Summer is more than just the warmth of the sun or nostalgic memories of family vacations. It is the season of freedom. A season that celebrates our country’s independence and the many civil liberties upon which it was founded. July 4th marks the anniversary of the Second Continental Congress adopting the Declaration of Independence, which authorized America’s independence from the tyranny of Great Britain. This years’ Independence Day came on the heels of the nation taking a long-awaited, but requisite step in reckoning with its past by acknowledging June 19th as a federal holiday. June 19th, also referred to as “Juneteenth,” recognizes the day when news of emancipation reached Galveston, Texas in 1865 — two years after the official abolishment of chattel slavery. Though each observance memorializes a day of independence, both holidays differ in perspective, particularly among communities of color. While many consider Juneteenth to be the earliest liberation and the most celebrated commemoration of emancipation for Black Americans, I — as a native Texan and descendant of enslaved people— have always viewed this day as a painful reminder of the intermittent progress towards an American Dream that has yet to be fully realized.

For many, celebrations of American independence illuminate the long-lasting and far-reaching legacies of slavery. Famed author, activist, and abolitionist Frederick Douglass predicted this sentiment during1852 address entitled What to the Slave is the Fourth of July, “Your high independence only reveals the immeasurable distance between us. The blessings in which you, this day, rejoice, are not enjoyed in common. — The rich inheritance of justice, liberty, prosperity and independence, bequeathed by your fathers, is shared by you, not by me. The sunlight that brought life and healing to you, has brought stripes and death to me. This Fourth [of] July is yours, not mine.
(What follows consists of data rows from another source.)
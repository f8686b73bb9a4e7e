//! Error types for the digest pipeline.
//!
//! Per-run failures (`FetchError`, `SummaryError`, `DeliveryError`) are
//! contained inside a run. Only `ConfigError` may stop the process.

use thiserror::Error;

/// The paper source could not be queried or returned unusable data.
#[derive(Debug, Error)]
pub enum FetchError {
    /// Transport-level failure (DNS, connect, timeout, body read).
    #[error("paper source request failed: {0}")]
    Http(#[from] reqwest::Error),

    /// The source answered with a non-success HTTP status.
    #[error("paper source returned HTTP {status}")]
    Status { status: u16 },

    /// The source answered with something that is not an Atom/XML feed.
    #[error("paper source returned unexpected content-type {content_type}: {preview}")]
    UnexpectedContentType {
        content_type: String,
        preview: String,
    },

    /// The feed could not be parsed.
    #[error("malformed feed: {0}")]
    Malformed(String),
}

/// A single paper could not be summarized well enough to be useful.
#[derive(Debug, Error)]
pub enum SummaryError {
    /// Nothing left to summarize after normalization.
    #[error("paper {id} has no abstract to summarize")]
    EmptyAbstract { id: String },

    /// The generative backend failed.
    #[error("summarization backend failed: {0}")]
    Backend(String),
}

/// The delivery transport rejected or failed the send.
#[derive(Debug, Error)]
pub enum DeliveryError {
    /// Papers and summaries do not line up.
    #[error("digest has {papers} papers but {summaries} summaries")]
    LengthMismatch { papers: usize, summaries: usize },

    /// A sender or recipient address does not parse.
    #[error("invalid address {address}: {reason}")]
    Address { address: String, reason: String },

    /// The message could not be built.
    #[error("failed to build message: {0}")]
    Message(String),

    /// The SMTP transport failed (auth, network, rejection).
    #[error("SMTP transport failed: {0}")]
    Transport(String),
}

/// Configuration is missing or malformed.
#[derive(Debug, Error, PartialEq, Eq)]
pub enum ConfigError {
    /// A required variable is unset or empty.
    #[error("{0} is not set")]
    Missing(&'static str),

    /// A variable is set but does not parse.
    #[error("{var} is invalid ({value:?}): {reason}")]
    Invalid {
        var: &'static str,
        value: String,
        reason: String,
    },
}

impl ConfigError {
    /// Hint shown to the operator next to the error.
    #[must_use]
    pub fn remediation(&self) -> &'static str {
        match self {
            Self::Missing(_) => "set the variable in the environment or in a .env file next to the binary",
            Self::Invalid { .. } => "fix the value in the environment or .env file and restart",
        }
    }
}

/// Why a run ended in `Failed`.
#[derive(Debug, Error)]
pub enum RunError {
    #[error("fetch failed: {0}")]
    Fetch(#[from] FetchError),

    #[error("delivery failed: {0}")]
    Delivery(#[from] DeliveryError),
}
You may rejoice, I must mourn.” The words of Frederick Douglass still resonate with many marginalized groups as the inequities that were produced by slavery remain prevalent across every domain of life.
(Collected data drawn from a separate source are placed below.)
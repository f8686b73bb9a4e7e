//! Logging setup: console output plus daily-rotated log files.

use std::path::Path;
use tracing_appender::non_blocking::WorkerGuard;
use tracing_appender::rolling::{InitError, RollingFileAppender, Rotation};
use tracing_subscriber::{fmt, prelude::*, EnvFilter};

/// Log file name prefix; files are named `arxiv-digest.YYYY-MM-DD.log`.
pub const LOG_FILE_PREFIX: &str = "arxiv-digest";

/// Default filter when `RUST_LOG` is unset.
#[must_use]
pub fn default_filter(verbose: bool) -> EnvFilter {
    if verbose {
        EnvFilter::new("arxiv_digest=debug,info")
    } else {
        EnvFilter::new("arxiv_digest=info,warn")
    }
}

/// Daily-rotating appender that keeps at most `retention_days` files.
pub fn file_appender(dir: &Path, retention_days: usize) -> Result<RollingFileAppender, InitError> {
    RollingFileAppender::builder()
        .rotation(Rotation::DAILY)
        .filename_prefix(LOG_FILE_PREFIX)
        .filename_suffix("log")
        .max_log_files(retention_days.max(1))
        .build(dir)
}

/// Install the global subscriber.
///
/// When `log_dir` is given, a second plain-text layer writes to rotated files
/// under it. The returned guard must stay alive for the process lifetime so
/// buffered lines are flushed.
pub fn init(
    verbose: bool,
    log_dir: Option<(&Path, usize)>,
) -> anyhow::Result<Option<WorkerGuard>> {
    let filter = EnvFilter::try_from_default_env().unwrap_or_else(|_| default_filter(verbose));

    let (file_layer, guard) = match log_dir {
        Some((dir, retention_days)) => {
            std::fs::create_dir_all(dir)?;
            let (writer, guard) = tracing_appender::non_blocking(file_appender(dir, retention_days)?);
            let layer = fmt::layer().with_ansi(false).with_writer(writer);
            (Some(layer), Some(guard))
        }
        None => (None, None),
    };

    tracing_subscriber::registry()
        .with(fmt::layer())
        .with(file_layer)
        .with(filter)
        .try_init()?;

    Ok(guard)
}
The act of establishing Juneteenth as an inaugural holiday is emblematic of a longstanding effort to advance symbolic victories in lieu of structural change as policymakers who supported this initiative simultaneously endorsed policies that prohibit educators from teaching the legacy of this very history. This policy trend, coupled with legislative efforts that perpetuate historical patterns of voter disenfranchisement, undermine the many freedoms that Juneteenth and Independence Day represent.

While educating the general public about the historic origins from which racist symbols and emblems derive is undoubtedly a first and important measure in addressing America’s history of exploiting marginalized groups, it doesn’t resolve the underlying inequities. The dismantling of racist statues, imagery, and symbols should be the starting point, not the solution itself. Without substantive policies, symbolic gestures are nothing more than mere acts of pacification presented as progress. Such measures must be accompanied with reforms of similar strength and efficacy.
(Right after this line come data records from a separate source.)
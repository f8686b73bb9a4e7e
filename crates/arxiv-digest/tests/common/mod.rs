//! Shared fixtures for integration tests.

#![allow(dead_code)]

use arxiv_digest::arxiv::{ArxivClient, Paper};
use arxiv_digest::delivery::Delivery;
use arxiv_digest::error::DeliveryError;
use arxiv_digest::summary::Summary;
use async_trait::async_trait;
use chrono::{DateTime, SecondsFormat, Utc};
use std::sync::Mutex;
use std::time::Duration;
use wiremock::MockServer;

pub const ATOM: &str = "application/atom+xml";

/// One `<entry>` worth of test data.
pub struct FeedEntry<'a> {
    pub id: &'a str,
    pub title: &'a str,
    pub summary: &'a str,
    pub updated: DateTime<Utc>,
    pub category: &'a str,
}

impl<'a> FeedEntry<'a> {
    pub fn new(id: &'a str, updated: DateTime<Utc>) -> Self {
        Self {
            id,
            title: "A study of things",
            summary: "We propose a method. It works well on benchmarks. Code is available.",
            updated,
            category: "cs.LG",
        }
    }
}

/// Render an arXiv-style Atom feed.
pub fn atom_feed(entries: &[FeedEntry<'_>]) -> String {
    let mut xml = String::from(
        r#"<?xml version="1.0" encoding="UTF-8"?>
<feed xmlns="http://www.w3.org/2005/Atom" xmlns:arxiv="http://arxiv.org/schemas/atom">
  <title>ArXiv Query</title>
"#,
    );
    for e in entries {
        let ts = e.updated.to_rfc3339_opts(SecondsFormat::Secs, true);
        xml.push_str(&format!(
            r#"  <entry>
    <id>http://arxiv.org/abs/{id}v1</id>
    <updated>{ts}</updated>
    <published>{ts}</published>
    <title>{title}</title>
    <summary>{summary}</summary>
    <author><name>Ada Lovelace</name></author>
    <link href="http://arxiv.org/abs/{id}v1" rel="alternate" type="text/html"/>
    <link title="pdf" href="http://arxiv.org/pdf/{id}v1" rel="related" type="application/pdf"/>
    <arxiv:primary_category term="{cat}" scheme="http://arxiv.org/schemas/atom"/>
    <category term="{cat}" scheme="http://arxiv.org/schemas/atom"/>
  </entry>
"#,
            id = e.id,
            ts = ts,
            title = e.title,
            summary = e.summary,
            cat = e.category,
        ));
    }
    xml.push_str("</feed>\n");
    xml
}

/// Client against a mock server, without the inter-page pause.
pub fn arxiv_client(server: &MockServer) -> ArxivClient {
    ArxivClient::new(format!("{}/api/query", server.uri()))
        .unwrap()
        .with_page_delay(Duration::ZERO)
}

/// Records every batch handed to it.
#[derive(Default)]
pub struct RecordingDelivery {
    pub reject: bool,
    pub batches: Mutex<Vec<(Vec<String>, Vec<Summary>)>>,
}

impl RecordingDelivery {
    pub fn calls(&self) -> usize {
        self.batches.lock().unwrap().len()
    }

    pub fn ids(&self, call: usize) -> Vec<String> {
        self.batches.lock().unwrap()[call].0.clone()
    }

    pub fn summaries(&self, call: usize) -> Vec<Summary> {
        self.batches.lock().unwrap()[call].1.clone()
    }
}

#[async_trait]
impl Delivery for RecordingDelivery {
    fn name(&self) -> &'static str {
        "recording"
    }

    async fn send(&self, papers: &[Paper], summaries: &[Summary]) -> Result<(), DeliveryError> {
        self.batches.lock().unwrap().push((
            papers.iter().map(|p| p.id.clone()).collect(),
            summaries.to_vec(),
        ));
        if self.reject {
            Err(DeliveryError::Transport("connection refused".to_string()))
        } else {
            Ok(())
        }
    }
}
Resistance to Social Change: A Tale as Old as Time

Summer protests have long served as catalysts for systemic change. As long as there has been injustice, there has been resistance. Historically, activists and community organizers have taken to our nation’s public streets to amplify the voices of the unheard. As a result, public spaces and infrastructure have remained deeply intertwined with our First Amendment rights. Previous chapters throughout history illustrate the importance of our nation’s streets and roads as protected sites of protest. In fact, many of the civil liberties that are enjoyed by marginalized groups today emerged from demonstrations. The profound impact of many protests, including the March on Washington, 1964 Freedom Summer, Tulsa Race Massacre, Red Summer of 1919, Children’s Crusade of 1963, and the 1969 Stonewall Uprising galvanized organizers for generations to come.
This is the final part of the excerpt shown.